Raymond Loewy’s 1934 chart of the evolution in design

Who was Raymond Loewy?

Wikipedia: Raymond Loewy (/ˈloʊi/ LOH-ee, French: [ʁɛmɔ̃ levi];[2] November 5, 1893 – July 14, 1986) was a French-born American industrial designer who achieved fame for the magnitude of his design efforts across a variety of industries. He was recognized for this by Time magazine and featured on its cover on October 31, 1949.[3]

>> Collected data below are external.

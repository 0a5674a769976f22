//! 4- and 8-connected movement over a grid.
//!
//! Diagonal moves are subject to corner-cut prevention: stepping from
//! `(r, c)` to `(r + dr, c + dc)` requires both `(r, c + dc)` and
//! `(r + dr, c)` to be free, otherwise the diagonal is skipped even when
//! its target is free.

use smallvec::SmallVec;
use wayfind_core::Cell;

use crate::grid::Grid;

/// Cost of a diagonal step.
pub const DIAGONAL_COST: f64 = std::f64::consts::SQRT_2;

/// Axis-aligned offsets, in expansion order: S, N, E, W.
const OFFSETS_4: [(i32, i32); 4] = [(1, 0), (-1, 0), (0, 1), (0, -1)];

/// Axis-aligned then diagonal offsets: S, N, E, W, SE, SW, NE, NW.
const OFFSETS_8: [(i32, i32); 8] = [
    (1, 0),
    (-1, 0),
    (0, 1),
    (0, -1),
    (1, 1),
    (1, -1),
    (-1, 1),
    (-1, -1),
];

/// Movement model.
#[derive(Clone, Copy, Debug, PartialEq, Eq)]
pub enum Connectivity {
    /// North/south/east/west, unit cost.
    Four,
    /// Adds the four diagonals at cost `sqrt(2)`.
    Eight,
}

impl Connectivity {
    /// `Eight` when diagonals are allowed, `Four` otherwise.
    pub fn from_diagonal(allow_diagonal: bool) -> Self {
        if allow_diagonal {
            Self::Eight
        } else {
            Self::Four
        }
    }

    /// Neighbour offsets `(dr, dc)` in expansion order.
    pub fn offsets(self) -> &'static [(i32, i32)] {
        match self {
            Self::Four => &OFFSETS_4,
            Self::Eight => &OFFSETS_8,
        }
    }
}

/// One legal move out of a cell.
#[derive(Clone, Copy, Debug, PartialEq)]
pub struct Step {
    /// Destination cell.
    pub to: Cell,
    /// `1.0` for axis-aligned moves, `sqrt(2)` for diagonals.
    pub cost: f64,
}

impl Grid {
    /// Legal moves out of `from` under `connectivity`, where a cell is
    /// passable iff its occupancy is below `block_threshold`.
    ///
    /// Only the bounds of `from` are checked, not its occupancy. An
    /// out-of-bounds `from` has no moves.
    pub fn steps(
        &self,
        from: Cell,
        connectivity: Connectivity,
        block_threshold: i32,
    ) -> SmallVec<[Step; 8]> {
        let mut out = SmallVec::new();
        if !self.in_bounds(from) {
            return out;
        }
        let free = |dr: i32, dc: i32| {
            from.checked_offset(dr, dc)
                .is_some_and(|cell| self.is_free(cell, block_threshold))
        };
        for &(dr, dc) in connectivity.offsets() {
            let Some(to) = from.checked_offset(dr, dc) else {
                continue;
            };
            if !self.is_free(to, block_threshold) {
                continue;
            }
            let diagonal = dr != 0 && dc != 0;
            if diagonal && (!free(0, dc) || !free(dr, 0)) {
                continue;
            }
            let cost = if diagonal { DIAGONAL_COST } else { 1.0 };
            out.push(Step { to, cost });
        }
        out
    }
}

He spent most of his professional career in the United States, becoming a naturalized citizen in 1938. Among his designs were the Shell, Exxon, TWA and the former BP logos, the Greyhound Scenicruiser bus, Coca-Cola vending machines and bottle redesign,[4] the Lucky Strike package, Coldspot refrigerators, the Studebaker Avanti and Champion, and the Air Force One livery. He was engaged by equipment manufacturer International Harvester[5] to overhaul its entire product line, and his team also assisted competitor Allis-Chalmers[6]. He undertook numerous railroad designs, including the Pennsylvania Railroad GG1, S-1, and T1 locomotives, the color scheme and Eagle motif for the first streamliners of the Missouri Pacific Railroad, and a number of lesser known color scheme and car interior designs for other railroads. His career spanned seven decades.

The press referred to Loewy as The Man Who Shaped America, The Father of Streamlining and The Father of Industrial Design.[7]